Posted: March 20th, 2019 | Author: | Filed under: VOC Essays | No Comments »

Over the years, people have often asked me about my favorite news outlets. I generally respond by pointing out that I do not have any favorite news outlet. The most important principle to remember in order to avoid being force-fed propaganda is that it is impossible to find a news network that is free of bias. When you understand this, you will never consume the news without being vigilant. Vigilance when consuming the news simply means that one cannot have a favorite outlet. With that said, there are some news outlets that are better than others. For this reason, there are some news outlets that I gravitate to more than others, as they simply do a good job delivering factual information.

Before discussing useful news outlets, it is critical to note that American cable news has turned into a colossal waste of time. Across the popular channels, all that is covered is Donald Trump and Russia. There is little to no coverage of serious issues occurring in the United States or across the world. It is lamentable that the water crisis in Flint, Michigan, for example, receives very little coverage on cable news, but every Trump scandal does. The explanation for this is simple: cable news is all about ratings. When ratings are a network’s primary objective, covering serious news understandably gets put on the back burner. Unless it is a person’s job to be completely invested in every single scandal that occurs in the White House, one’s time is better spent consuming news that will actually keep one informed about other issues facing the country and the world.
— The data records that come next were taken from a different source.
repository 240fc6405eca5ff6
use crate::cache::slot::{Slot, SlotState};
use crate::error::StorageError;

/// Cache key: one slot pair per agent and resource kind.
#[derive(Debug, Clone, PartialEq, Eq, Hash, PartialOrd, Ord)]
pub struct SlotKey {
    pub agent: String,
    pub kind: String,
}

impl SlotKey {
    pub fn new(agent: impl Into<String>, kind: impl Into<String>) -> Self {
        Self {
            agent: agent.into(),
            kind: kind.into(),
        }
    }

    /// Base file name of the Primary slot, e.g. `tweenies-schedule`.
    pub fn file_stem(&self) -> String {
        format!("{}-{}", self.agent, self.kind)
    }

    pub fn validate(&self) -> Result<(), StorageError> {
        for part in [&self.agent, &self.kind] {
            if part.is_empty()
                || part.contains(['/', '\\'])
                || part == "."
                || part == ".."
            {
                return Err(StorageError::InvalidKey(self.file_stem()));
            }
        }
        Ok(())
    }
}

/// Raw slot persistence. Missing slots read as `None`; removing a missing slot is not an error.
pub trait SlotStorage {
    fn read(&self, key: &SlotKey, slot: Slot) -> Result<Option<String>, StorageError>;
    fn write(&self, key: &SlotKey, slot: Slot, content: &str) -> Result<(), StorageError>;
    fn remove(&self, key: &SlotKey, slot: Slot) -> Result<(), StorageError>;
    fn state(&self, key: &SlotKey) -> Result<SlotState, StorageError>;
}
use crate::error::BotError;
use crate::event::Image;
use crate::post::contract::PostReceipt;
use crate::post::platform::PlatformClient;
use std::cell::Cell;

/// Prints posts to stdout instead of sending them. Used for dry runs.
pub struct ConsoleClient {
    name: String,
    max_length: usize,
    sent: Cell<u64>,
}

impl ConsoleClient {
    pub fn new(name: &str, max_length: usize) -> Self {
        Self {
            name: name.to_string(),
            max_length,
            sent: Cell::new(0),
        }
    }
}

impl PlatformClient for ConsoleClient {
    fn name(&self) -> &str {
        &self.name
    }

    fn max_length(&self) -> usize {
        self.max_length
    }

    fn send(
        &self,
        text: &str,
        image: Option<&Image>,
        in_reply_to: Option<&str>,
    ) -> Result<PostReceipt, BotError> {
        let n = self.sent.get() + 1;
        self.sent.set(n);
        let id = format!("{}-{}", self.name, n);

        let mut line = format!("[{}] {}", id, text);
        if let Some(parent) = in_reply_to {
            line.push_str(&format!(" (reply to {})", parent));
        }
        if let Some(image) = image {
            line.push_str(&format!(" [{} {} bytes]", image.mime_type, image.data.len()));
        }
        println!("{}", line);

        Ok(PostReceipt { id, url: None })
    }
}
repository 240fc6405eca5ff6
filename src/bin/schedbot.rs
//! schedbot binary
//!
//! `schedbot <agent> <fetch|test|post|weather>`, run from a scheduler.

use clap::Parser;
use schedbot::logging::init_logging;
use schedbot::tooling::cli::{Cli, CliContext};
use std::process;

fn main() {
    let cli = Cli::parse();

    let context = match CliContext::new(cli.config.as_deref(), cli.data_dir.clone()) {
        Ok(ctx) => ctx,
        Err(e) => {
            eprintln!("Error loading configuration: {}", e);
            process::exit(1);
        }
    };

    let mut logging = context.config().logging.clone();
    cli.apply_logging_overrides(&mut logging);
    if let Err(e) = init_logging(&logging, cli.log_file.clone()) {
        eprintln!("Error: {}", e);
        process::exit(1);
    }

    match context.execute(&cli) {
        Ok(output) => {
            if !output.is_empty() {
                println!("{}", output);
            }
        }
        Err(e) => {
            tracing::error!(agent = %cli.agent, action = %cli.action, error = %e, "Action failed");
            eprintln!("Error: {}", e);
            process::exit(1);
        }
    }
}
//! Content cache: a Primary/Override slot pair per (agent, resource kind).
//!
//! Primary holds the last accepted fetch. Override is an operator-supplied file
//! that wins on read until the next successful commit deletes it.

pub mod contract;
pub mod fs;
pub mod memory;
pub mod slot;
pub mod store;

pub use contract::{SlotKey, SlotStorage};
pub use fs::FileSlotStorage;
pub use memory::MemorySlotStorage;
pub use slot::{Slot, SlotState};
pub use store::{content_differs, CacheStore};
pub mod service;
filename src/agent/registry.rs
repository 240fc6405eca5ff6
//! Agent registry: named agents from configuration.

use crate::agent::profile::AgentConfig;
use crate::agent::Agent;
use crate::config::BotConfig;
use crate::error::BotError;
use std::collections::BTreeMap;

pub struct AgentRegistry {
    agents: BTreeMap<String, AgentConfig>,
}

impl AgentRegistry {
    pub fn new() -> Self {
        Self {
            agents: BTreeMap::new(),
        }
    }

    pub fn from_config(config: &BotConfig) -> Self {
        Self {
            agents: config.agents.clone(),
        }
    }

    pub fn register(&mut self, name: &str, config: AgentConfig) {
        self.agents.insert(name.to_string(), config);
    }

    pub fn names(&self) -> Vec<&str> {
        self.agents.keys().map(String::as_str).collect()
    }

    pub fn build(&self, name: &str) -> Result<Box<dyn Agent>, BotError> {
        let config = self.agents.get(name).ok_or_else(|| {
            let known = self.names().join(", ");
            BotError::UnknownAgent(if known.is_empty() {
                format!("{} (no agents configured)", name)
            } else {
                format!("{} (configured: {})", name, known)
            })
        })?;
        config.build(name)
    }
}

impl Default for AgentRegistry {
    fn default() -> Self {
        Self::new()
    }
}
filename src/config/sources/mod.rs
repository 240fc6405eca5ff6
pub mod environment;
pub mod global_file;
use chrono::{TimeZone, Utc};
use schedbot::agent::{BroadcastAgent, BroadcastConfig};
use schedbot::cache::FileSlotStorage;
use schedbot::driver::{Action, Driver, RunOptions};
use schedbot::error::BotError;
use schedbot::fetch::{Content, Fetcher};
use schedbot::render::ELLIPSIS;
use tempfile::TempDir;

use crate::integration::support::{feed, MapTransport, RecordingPoster, FEED_URL, IMAGE_URL};

const MORNING: &str = "2026-10-18T07:05:00Z";
const EVENING: &str = "2026-10-18T17:25:00Z";

fn driver(dir: &TempDir, transport: &MapTransport, poster: &RecordingPoster) -> Driver {
    let agent = BroadcastAgent::new("tweenies", BroadcastConfig::for_programme("b006m9ry")).unwrap();
    Driver::new(
        Box::new(agent),
        Box::new(FileSlotStorage::new(dir.path())),
        Fetcher::new(Box::new(transport.clone())),
        Box::new(poster.clone()),
    )
}

fn at(h: u32, m: u32) -> RunOptions {
    RunOptions::at(Utc.with_ymd_and_hms(2026, 10, 18, h, m, 0).unwrap())
}

#[test]
fn fetch_writes_primary_then_ignores_identical_content() {
    let dir = TempDir::new().unwrap();
    let transport = MapTransport::default();
    transport.serve(FEED_URL, Content::Text(feed(&[MORNING, EVENING])));
    let poster = RecordingPoster::new(&[("masto", 500)]);
    let driver = driver(&dir, &transport, &poster);

    let report = driver.execute(Action::Fetch, &at(6, 0)).unwrap();
    assert!(report.starts_with("New schedule downloaded"));
    assert!(report.contains("Episode 1 (s3e1) starting shortly!"));
    let primary = dir.path().join("tweenies-schedule");
    assert_eq!(std::fs::read_to_string(&primary).unwrap(), feed(&[MORNING, EVENING]));

    assert_eq!(driver.execute(Action::Fetch, &at(6, 5)).unwrap(), "");
    assert!(poster.sent.borrow().is_empty());
}

#[test]
fn maintenance_page_never_replaces_a_good_schedule() {
    let dir = TempDir::new().unwrap();
    let transport = MapTransport::default();
    transport.serve(FEED_URL, Content::Text(feed(&[MORNING])));
    let poster = RecordingPoster::new(&[("masto", 500)]);
    let driver = driver(&dir, &transport, &poster);
    driver.execute(Action::Fetch, &at(6, 0)).unwrap();

    transport.serve(
        FEED_URL,
        Content::Text("<h1>Maintenance mode</h1> back soon".to_string()),
    );
    assert_eq!(driver.execute(Action::Fetch, &at(6, 5)).unwrap(), "");
    let kept = std::fs::read_to_string(dir.path().join("tweenies-schedule")).unwrap();
    assert_eq!(kept, feed(&[MORNING]));
}

#[test]
fn unreachable_feed_leaves_cache_untouched() {
    let dir = TempDir::new().unwrap();
    let transport = MapTransport::default();
    let poster = RecordingPoster::new(&[("masto", 500)]);
    let driver = driver(&dir, &transport, &poster);

    assert_eq!(driver.execute(Action::Fetch, &at(6, 0)).unwrap(), "");
    assert!(!dir.path().join("tweenies-schedule").exists());
    assert_eq!(driver.execute(Action::Test, &at(6, 0)).unwrap(), "No events.");
}

#[test]
fn post_sends_the_imminent_episode_with_its_thumbnail() {
    let dir = TempDir::new().unwrap();
    let transport = MapTransport::default();
    transport.serve(FEED_URL, Content::Text(feed(&[MORNING, EVENING])));
    transport.serve(IMAGE_URL, Content::Binary(vec![0xff, 0xd8, 0xff, 0xe0]));
    let poster = RecordingPoster::new(&[("masto", 500), ("bird", 280)]);
    let driver = driver(&dir, &transport, &poster);
    driver.execute(Action::Fetch, &at(6, 0)).unwrap();

    let report = driver.execute(Action::Post, &at(17, 20)).unwrap();
    assert_eq!(report, "Posted 1 event(s) in 1 message(s)");

    let sent = poster.sent.borrow();
    assert_eq!(sent.len(), 1);
    assert_eq!(
        sent[0].text,
        "Episode 2 (s3e2) starting shortly!\n\u{201c}The gang go on an adventure.\u{201d}"
    );
    assert_eq!(sent[0].targets, vec!["masto", "bird"]);
    assert_eq!(sent[0].image_bytes, Some(4));
    assert!(sent[0].in_reply_to.is_empty());
    assert!(!sent[0].text.contains(ELLIPSIS));
}

#[test]
fn post_between_windows_does_nothing() {
    let dir = TempDir::new().unwrap();
    let transport = MapTransport::default();
    transport.serve(FEED_URL, Content::Text(feed(&[MORNING, EVENING])));
    let poster = RecordingPoster::new(&[("masto", 500)]);
    let driver = driver(&dir, &transport, &poster);
    driver.execute(Action::Fetch, &at(6, 0)).unwrap();

    assert_eq!(driver.execute(Action::Post, &at(12, 0)).unwrap(), "");
    assert!(poster.sent.borrow().is_empty());
    assert_eq!(transport.calls(IMAGE_URL), 0);
}

#[test]
fn missing_thumbnail_aborts_after_three_attempts() {
    let dir = TempDir::new().unwrap();
    let transport = MapTransport::default();
    transport.serve(FEED_URL, Content::Text(feed(&[MORNING])));
    let poster = RecordingPoster::new(&[("masto", 500)]);
    let driver = driver(&dir, &transport, &poster);
    driver.execute(Action::Fetch, &at(6, 0)).unwrap();

    let err = driver.execute(Action::Post, &at(7, 0)).unwrap_err();
    assert!(matches!(err, BotError::ImageFetchExhausted { attempts: 3, .. }));
    assert_eq!(transport.calls(IMAGE_URL), 3);
    assert!(poster.sent.borrow().is_empty());
}

#[test]
fn weather_is_not_a_broadcast_action() {
    let dir = TempDir::new().unwrap();
    let transport = MapTransport::default();
    let poster = RecordingPoster::new(&[("masto", 500)]);
    let err = driver(&dir, &transport, &poster)
        .execute(Action::Weather, &at(6, 0))
        .unwrap_err();
    assert!(matches!(err, BotError::UnsupportedAction { .. }));
}
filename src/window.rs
//! Alert windows: when, relative to an event, an agent should post.

use crate::event::{AlertEvent, EventList};
use crate::types::Timestamp;
use chrono::Duration;

/// Half-open interval `[time + opens, time + closes)` around an event time.
///
/// Agents build their `in_window` predicate from one of these; the pipeline
/// itself assumes nothing about window shape.
#[derive(Debug, Clone, Copy, PartialEq, Eq)]
pub struct AlertWindow {
    pub opens: Duration,
    pub closes: Duration,
}

impl AlertWindow {
    pub fn new(opens: Duration, closes: Duration) -> Self {
        Self { opens, closes }
    }

    /// Open for `lead` before the event, closing as it starts.
    pub fn before(lead: Duration) -> Self {
        Self::new(-lead, Duration::zero())
    }

    /// Open from the event time for `span`.
    pub fn after(span: Duration) -> Self {
        Self::new(Duration::zero(), span)
    }

    pub fn contains(&self, event_time: Timestamp, now: Timestamp) -> bool {
        now >= event_time + self.opens && now < event_time + self.closes
    }
}

/// Keep exactly the events the predicate accepts, preserving order.
pub fn select<F>(events: EventList, now: Timestamp, in_window: F) -> EventList
where
    F: Fn(&dyn AlertEvent, Timestamp) -> bool,
{
    events
        .into_iter()
        .filter(|event| in_window(event.as_ref(), now))
        .collect()
}
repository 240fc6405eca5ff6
use chrono::{Duration, TimeZone, Utc};
use schedbot::agent::{PassesAgent, PassesConfig};
use schedbot::cache::FileSlotStorage;
use schedbot::driver::{Action, Driver, RunOptions};
use schedbot::fetch::{Content, Fetcher};
use tempfile::TempDir;

use crate::integration::support::{MapTransport, RecordingPoster};

const PASSES_URL: &str = "http://passes.example/summary";
const WEATHER_URL: &str = "https://weather.example/forecast";

const TABLE: &str = r#"<tr class="clickableRow" onclick="go()"><td><a href="passdetails.aspx?n=1" title="details">19 Oct</a></td><td>-3.4</td><td>19:30:05</td><td>10°</td><td>WSW</td><td>19:33:20</td><td>67°</td><td>SSE</td><td>19:36:35</td><td>10°</td><td>ENE</td><td>visible</td></tr>"#;

fn driver(dir: &TempDir, transport: &MapTransport, poster: &RecordingPoster) -> Driver {
    let mut config = PassesConfig::at(52.48, -1.89, 140);
    config.passes_url = PASSES_URL.to_string();
    config.weather_url = Some(WEATHER_URL.to_string());
    Driver::new(
        Box::new(PassesAgent::new("abovebrum", config).unwrap()),
        Box::new(FileSlotStorage::new(dir.path())),
        Fetcher::new(Box::new(transport.clone())),
        Box::new(poster.clone()),
    )
}

#[test]
fn pass_is_announced_half_an_hour_ahead_with_weather() {
    let dir = TempDir::new().unwrap();
    let transport = MapTransport::default();
    transport.serve(PASSES_URL, Content::Text(TABLE.to_string()));
    transport.serve(
        WEATHER_URL,
        Content::Text(r#"{"currently": {"summary": "Clear"}}"#.to_string()),
    );
    let poster = RecordingPoster::new(&[("masto", 500)]);
    let driver = driver(&dir, &transport, &poster);
    let morning = RunOptions::at(Utc.with_ymd_and_hms(2026, 10, 18, 9, 0, 0).unwrap());

    assert!(driver.execute(Action::Fetch, &morning).unwrap().contains("No events."));
    assert_eq!(driver.execute(Action::Weather, &morning).unwrap(), "Weather updated");

    let pass = Utc.with_ymd_and_hms(2026, 10, 19, 19, 30, 5).unwrap();
    driver
        .execute(Action::Post, &RunOptions::at(pass - Duration::minutes(31)))
        .unwrap();
    assert!(poster.sent.borrow().is_empty());

    driver
        .execute(Action::Post, &RunOptions::at(pass - Duration::minutes(28)))
        .unwrap();
    let sent = poster.sent.borrow();
    assert_eq!(sent.len(), 1);
    assert!(sent[0].text.starts_with("ISS pass: magnitude -3.4"));
    assert!(sent[0].text.ends_with("Weather: Clear."));
    assert!(dir.path().join("abovebrum-iss").exists());
    assert!(dir.path().join("abovebrum-weather").exists());
}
As a teenager and an immigrant to the United States, I felt that consuming cable news was the best way to acclimate myself to American culture. I also felt it was important to read opinion writers. However, knowing what I know now, a lot of that time would have been better spent reading philosophy, history, and theology. The news is important, but it is just one element needed to be an informed person. To be an interesting person with a developed mind, one has to read actual books. Consuming the news, reading opinion pieces, and listening to podcasts will never be able to replace the intellectual benefit that one gains from reading serious books.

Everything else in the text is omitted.